On the one hand, I am eager for the bit of freedom this will bring me. I can clean the house while singing along to the uncensored music of my choice and without a “helpful” tornado following close behind. I can drink coffee before it is ice cold or spilled on my lap by an overactive preschooler. My trips to target will be without the requisite meltdown in the dollar spot. But I know I will miss all of those things! The house will feel empty and the scariest part for me is finding my next chapter.

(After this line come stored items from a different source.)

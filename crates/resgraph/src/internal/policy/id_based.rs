use crate::internal::graph::ResourcePool;
use crate::internal::jobspec::ResourceSpec;
use crate::internal::policy::{MatchPolicy, pool_ordinal};
use crate::internal::scoring::Fold;

/// Prefers pools with low ids.
#[derive(Debug, Default, Clone)]
pub struct LowIdFirst;

impl MatchPolicy for LowIdFirst {
    fn name(&self) -> &'static str {
        "low"
    }

    fn fold(&self) -> Fold {
        Fold::Less
    }

    fn score(&self, pool: &ResourcePool, _spec: Option<&ResourceSpec>) -> i64 {
        pool_ordinal(pool) + 1
    }
}

/// Prefers pools with high ids.
#[derive(Debug, Default, Clone)]
pub struct HighIdFirst;

impl MatchPolicy for HighIdFirst {
    fn name(&self) -> &'static str {
        "high"
    }

    fn fold(&self) -> Fold {
        Fold::Greater
    }

    fn score(&self, pool: &ResourcePool, _spec: Option<&ResourceSpec>) -> i64 {
        pool_ordinal(pool) + 1
    }
}

/// Low id first, but stops exploring as soon as enough candidates were found.
#[derive(Debug, Default, Clone)]
pub struct FirstMatch;

impl MatchPolicy for FirstMatch {
    fn name(&self) -> &'static str {
        "first"
    }

    fn fold(&self) -> Fold {
        Fold::Less
    }

    fn score(&self, pool: &ResourcePool, _spec: Option<&ResourceSpec>) -> i64 {
        pool_ordinal(pool) + 1
    }

    fn stop_on_first_match(&self) -> bool {
        true
    }
}
impl ResourceGraph {
    /// Creates an empty graph whose pool planners cover `[plan_start, plan_start + plan_duration)`.
    pub fn new(plan_start: Time, plan_duration: Duration) -> crate::Result<Self> {
        if plan_duration == 0
            || crate::internal::common::utils::window_end(plan_start, plan_duration).is_none()
        {
            return Err(RgError::GraphError(format!(
                "invalid planning horizon {plan_start}+{plan_duration}"
            )));
        }
        Ok(ResourceGraph {
            plan_start,
            plan_duration,
            ..Default::default()
        })
    }

    #[inline]
    pub fn plan_start(&self) -> Time {
        self.plan_start
    }

    #[inline]
    pub fn plan_duration(&self) -> Duration {
        self.plan_duration
    }

    /// End of the planning horizon (exclusive).
    pub fn plan_end(&self) -> Time {
        crate::internal::common::utils::window_end(self.plan_start, self.plan_duration)
            .unwrap_or(Time::MAX)
    }

    /// Counter bumped on every change of matching-relevant state.
    #[inline]
    pub fn generation(&self) -> u64 {
        self.generation
    }

    #[inline]
    pub(crate) fn bump_generation(&mut self) {
        self.generation += 1;
    }

    pub fn add_subsystem(&mut self, name: &str) -> SubsystemId {
        self.subsystems.get_or_allocate_id("subsystem", name)
    }

    #[inline]
    pub fn subsystem_id(&self, name: &str) -> Option<SubsystemId> {
        self.subsystems.get_id(name)
    }

    #[inline]
    pub fn subsystem_name(&self, id: SubsystemId) -> Option<&str> {
        self.subsystems.get_name(id)
    }

    pub fn subsystems(&self) -> impl Iterator<Item = (SubsystemId, &str)> {
        self.subsystems.iter()
    }

    #[inline]
    pub fn resource_type_id(&self, name: &str) -> Option<ResourceTypeId> {
        self.types.get_id(name)
    }

    #[inline]
    pub fn resource_type_name(&self, id: ResourceTypeId) -> Option<&str> {
        self.types.get_name(id)
    }

    pub fn resource_types(&self) -> impl Iterator<Item = (ResourceTypeId, &str)> {
        self.types.iter()
    }

    pub fn add_vertex(&mut self, descriptor: PoolDescriptor) -> crate::Result<VertexId> {
        let PoolDescriptor {
            resource_type,
            basename,
            name,
            id,
            size,
            unit,
            exclusive,
            properties,
            subsystems,
        } = descriptor;
        if resource_type.is_empty() || resource_type == SLOT_TYPE {
            return Err(RgError::GraphError(format!(
                "'{resource_type}' cannot be used as a pool type"
            )));
        }
        if size < 0 {
            return Err(RgError::GraphError(format!(
                "pool size must not be negative, got {size}"
            )));
        }
        let mut member_of: SmallVec<[SubsystemId; 2]> = SmallVec::new();
        for subsystem in &subsystems {
            let subsystem = self.add_subsystem(subsystem);
            if !member_of.contains(&subsystem) {
                member_of.push(subsystem);
            }
        }
        let type_id = self.types.get_or_allocate_id("resource type", &resource_type);
        let uniq_id = VertexId::from(self.pools.len());
        let basename = basename.unwrap_or_else(|| resource_type.clone());
        let name = name.unwrap_or_else(|| {
            if id >= 0 {
                format!("{basename}{id}")
            } else {
                format!("{basename}{uniq_id}")
            }
        });
        let plans = Planner::new(self.plan_start, self.plan_duration, size, &resource_type)?;
        let x_checker = Planner::new(
            self.plan_start,
            self.plan_duration,
            X_CHECKER_NJOBS,
            X_CHECKER_JOBS_TYPE,
        )?;
        log::trace!("Adding pool {name} ({resource_type}, size {size}) as {uniq_id}");
        let pool = ResourcePool {
            uniq_id,
            type_id,
            resource_type,
            basename,
            name,
            id,
            size,
            unit,
            exclusive,
            properties,
            status: PoolStatus::Up,
            member_of,
            schedule: PoolSchedule {
                plans,
                allocations: Map::default(),
                reservations: Map::default(),
            },
            job_data: PoolJobData {
                x_checker,
                x_spans: Map::default(),
                tags: Set::default(),
                subplans: Map::default(),
                job2span: Map::default(),
            },
        };
        Ok(self.pools.push(pool))
    }

    /// Makes the vertex a member of the subsystem. A member without incoming edges is a
    /// root of the subsystem.
    pub fn add_to_subsystem(&mut self, vertex: VertexId, subsystem: SubsystemId) -> crate::Result<()> {
        if self.subsystems.get_name(subsystem).is_none() {
            return Err(RgError::GraphError(format!("unknown subsystem {subsystem}")));
        }
        let Some(pool) = self.pools.get_mut(vertex) else {
            return Err(RgError::GraphError(format!("unknown pool {vertex}")));
        };
        if !pool.member_of.contains(&subsystem) {
            pool.member_of.push(subsystem);
        }
        Ok(())
    }

    pub fn add_edge(
        &mut self,
        parent: VertexId,
        child: VertexId,
        subsystem: SubsystemId,
        relation: &str,
    ) -> crate::Result<EdgeId> {
        if self.pools.get(parent).is_none() || self.pools.get(child).is_none() {
            return Err(RgError::GraphError(format!(
                "edge {parent} -> {child} refers to an unknown pool"
            )));
        }
        if self.subsystems.get_name(subsystem).is_none() {
            return Err(RgError::GraphError(format!("unknown subsystem {subsystem}")));
        }
        if parent == child {
            return Err(RgError::GraphError(format!("self loop on pool {parent}")));
        }
        let edge = ResourceRelation {
            source: parent,
            target: child,
            subsystem,
            relation: relation.to_string(),
        };
        if edge.is_containment() && self.parent(child, subsystem).is_some() {
            return Err(RgError::GraphError(format!(
                "pool {} already has a containment parent in subsystem {}",
                self.pools[child].name,
                self.subsystem_name(subsystem).unwrap_or_default()
            )));
        }
        if self.reaches(child, parent, subsystem) {
            return Err(RgError::GraphError(format!(
                "edge {} -> {} would create a cycle",
                self.pools[parent].name, self.pools[child].name
            )));
        }
        let edge_id = self.relations.push(edge);
        self.out_edges
            .entry((parent, subsystem))
            .or_insert_with(|| smallvec![])
            .push(edge_id);
        self.in_edges
            .entry((child, subsystem))
            .or_insert_with(|| smallvec![])
            .push(edge_id);
        for vertex in [parent, child] {
            let member_of = &mut self.pools[vertex].member_of;
            if !member_of.contains(&subsystem) {
                member_of.push(subsystem);
            }
        }
        Ok(edge_id)
    }

    /// True if `to` is reachable from `from` in the subsystem.
    fn reaches(&self, from: VertexId, to: VertexId, subsystem: SubsystemId) -> bool {
        let mut stack = vec![from];
        let mut visited: Set<VertexId> = Set::default();
        while let Some(vertex) = stack.pop() {
            if vertex == to {
                return true;
            }
            if visited.insert(vertex) {
                stack.extend(self.children(vertex, subsystem));
            }
        }
        false
    }

    #[inline]
    pub fn pool(&self, vertex: VertexId) -> Option<&ResourcePool> {
        self.pools.get(vertex)
    }

    #[inline]
    pub(crate) fn pool_mut(&mut self, vertex: VertexId) -> Option<&mut ResourcePool> {
        self.pools.get_mut(vertex)
    }

    pub fn pools(&self) -> impl Iterator<Item = &ResourcePool> {
        self.pools.iter()
    }

    #[inline]
    pub fn pool_count(&self) -> usize {
        self.pools.len()
    }

    #[inline]
    pub fn relation(&self, edge: EdgeId) -> Option<&ResourceRelation> {
        self.relations.get(edge)
    }

    pub fn out_edges(&self, vertex: VertexId, subsystem: SubsystemId) -> &[EdgeId] {
        self.out_edges
            .get(&(vertex, subsystem))
            .map(|edges| edges.as_slice())
            .unwrap_or_default()
    }

    pub fn in_edges(&self, vertex: VertexId, subsystem: SubsystemId) -> &[EdgeId] {
        self.in_edges
            .get(&(vertex, subsystem))
            .map(|edges| edges.as_slice())
            .unwrap_or_default()
    }

    pub fn children(
        &self,
        vertex: VertexId,
        subsystem: SubsystemId,
    ) -> impl Iterator<Item = VertexId> + '_ {
        self.out_edges(vertex, subsystem)
            .iter()
            .map(|edge| self.relations[*edge].target)
    }

    /// Containment parent of the vertex in the subsystem.
    pub fn parent(&self, vertex: VertexId, subsystem: SubsystemId) -> Option<VertexId> {
        self.in_edges(vertex, subsystem)
            .iter()
            .map(|edge| &self.relations[*edge])
            .find(|relation| relation.is_containment())
            .map(|relation| relation.source)
    }

    pub fn vertices_in_subsystem(&self, name: &str) -> impl Iterator<Item = VertexId> + '_ {
        let subsystem = self.subsystem_id(name);
        self.pools
            .iter()
            .filter(move |pool| subsystem.is_some_and(|s| pool.is_member_of(s)))
            .map(|pool| pool.uniq_id)
    }

    /// Members of the subsystem without incoming edges, ordered by vertex id.
    pub fn roots(&self, subsystem: SubsystemId) -> Vec<VertexId> {
        self.pools
            .iter()
            .filter(|pool| pool.is_member_of(subsystem))
            .map(|pool| pool.uniq_id)
            .filter(|vertex| self.in_edges(*vertex, subsystem).is_empty())
            .collect()
    }

    /// Slash separated names from the subsystem root down to the vertex.
    pub fn path(&self, vertex: VertexId, subsystem: SubsystemId) -> Option<String> {
        let mut names = vec![self.pools.get(vertex)?.name.as_str()];
        let mut current = vertex;
        while let Some(edge) = self.in_edges(current, subsystem).first() {
            current = self.relations[*edge].source;
            names.push(&self.pools[current].name);
        }
        let mut path = String::new();
        for name in names.iter().rev() {
            path.push('/');
            path.push_str(name);
        }
        Some(path)
    }

    pub fn find_by_path(&self, subsystem: SubsystemId, path: &str) -> Option<VertexId> {
        let mut parts = path.split('/').filter(|part| !part.is_empty());
        let first = parts.next()?;
        let mut current = self
            .roots(subsystem)
            .into_iter()
            .find(|root| self.pools[*root].name == first)?;
        for part in parts {
            current = self
                .children(current, subsystem)
                .find(|child| self.pools[*child].name == part)?;
        }
        Some(current)
    }

    pub fn find_by_name(&self, name: &str) -> Option<VertexId> {
        self.pools
            .iter()
            .find(|pool| pool.name == name)
            .map(|pool| pool.uniq_id)
    }

    /// Sets the status of the vertex and everything below it in the subsystem.
    /// Returns the number of pools whose status changed.
    pub fn mark(
        &mut self,
        vertex: VertexId,
        subsystem: SubsystemId,
        status: PoolStatus,
    ) -> crate::Result<usize> {
        if self.pools.get(vertex).is_none() {
            return Err(RgError::GraphError(format!("unknown pool {vertex}")));
        }
        let mut changed = 0;
        let mut stack = vec![vertex];
        let mut visited: Set<VertexId> = Set::default();
        while let Some(current) = stack.pop() {
            if !visited.insert(current) {
                continue;
            }
            let pool = &mut self.pools[current];
            if pool.status != status {
                pool.status = status;
                changed += 1;
            }
            stack.extend(self.children(current, subsystem));
        }
        log::debug!(
            "Marked {changed} pools under {} as {status:?}",
            self.pools[vertex].name
        );
        self.bump_generation();
        Ok(changed)
    }

    /// Removes every edge of an unused vertex and marks it down. The pool itself stays
    /// in the arena so that ids remain stable.
    pub fn detach_vertex(&mut self, vertex: VertexId) -> crate::Result<()> {
        let Some(pool) = self.pools.get(vertex) else {
            return Err(RgError::GraphError(format!("unknown pool {vertex}")));
        };
        if pool.job_count() > 0 || pool.schedule.plans.span_count() > 0 {
            return Err(RgError::GraphError(format!(
                "pool {} is in use and cannot be detached",
                pool.name
            )));
        }
        let subsystems = pool.member_of.clone();
        for subsystem in subsystems {
            let outgoing = self.out_edges.remove(&(vertex, subsystem)).unwrap_or_default();
            for edge in outgoing {
                let target = self.relations[edge].target;
                if let Some(edges) = self.in_edges.get_mut(&(target, subsystem)) {
                    edges.retain(|e| *e != edge);
                }
            }
            let incoming = self.in_edges.remove(&(vertex, subsystem)).unwrap_or_default();
            for edge in incoming {
                let source = self.relations[edge].source;
                if let Some(edges) = self.out_edges.get_mut(&(source, subsystem)) {
                    edges.retain(|e| *e != edge);
                }
            }
        }
        let pool = &mut self.pools[vertex];
        log::debug!("Detached pool {}", pool.name);
        pool.member_of.clear();
        pool.status = PoolStatus::Down;
        self.bump_generation();
        Ok(())
    }
}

Before I had kids, I worked with them. I ran summer camps and after school programs. While I loved working in those fields, I don’t see them as a viable option now that I have kids in school. I want to be home when they are out of school. They have been my favorite “job.” I feel like part of why it is so hard for me to envision the future is because I love the present so much. I am in no hurry to say goodbye. Being a mom has defined me for seven years now. My kids are my greatest accomplishment and I am so fulfilled by my life with them.
My husband asks me often what I want to do next. He pushes for me to go back to school and get another degree. When we first met in college I had planned to go into teaching. At the time, the teaching field was crowded and that led me to find my calling elsewhere. Having the same schedule as my kids is appealing and that may be my decision in the end. In the meantime, I need to find a way to get over this paralyzing fear that has consumed me.
How do I find something I love as much as I love my kids?
And how do I shift my focus from my children and their day-to- day needs? I know I am not the first or last to grapple with this stage of motherhood- and it is other moms and their wisdom and support that will get me to that next chapter.
So, tell me – When all your children finally entered into school, what was your next step? Did you go back to work? Pick up a new hobby? Re-enroll into school? Tell me below. Share your wisdom!
Oh! I feel you! This is so poignant! 🙂 It is such a huge transition! I think that after I shed a few tears, I knew that we were all ready for the change, sort of like that 9th month of pregnancy, you know? I did go back to work part time, but even though they are in school all day now, I still feel like there is so much to do and catch up on! And I have had time to volunteer in their classes – that I would not trade for anything.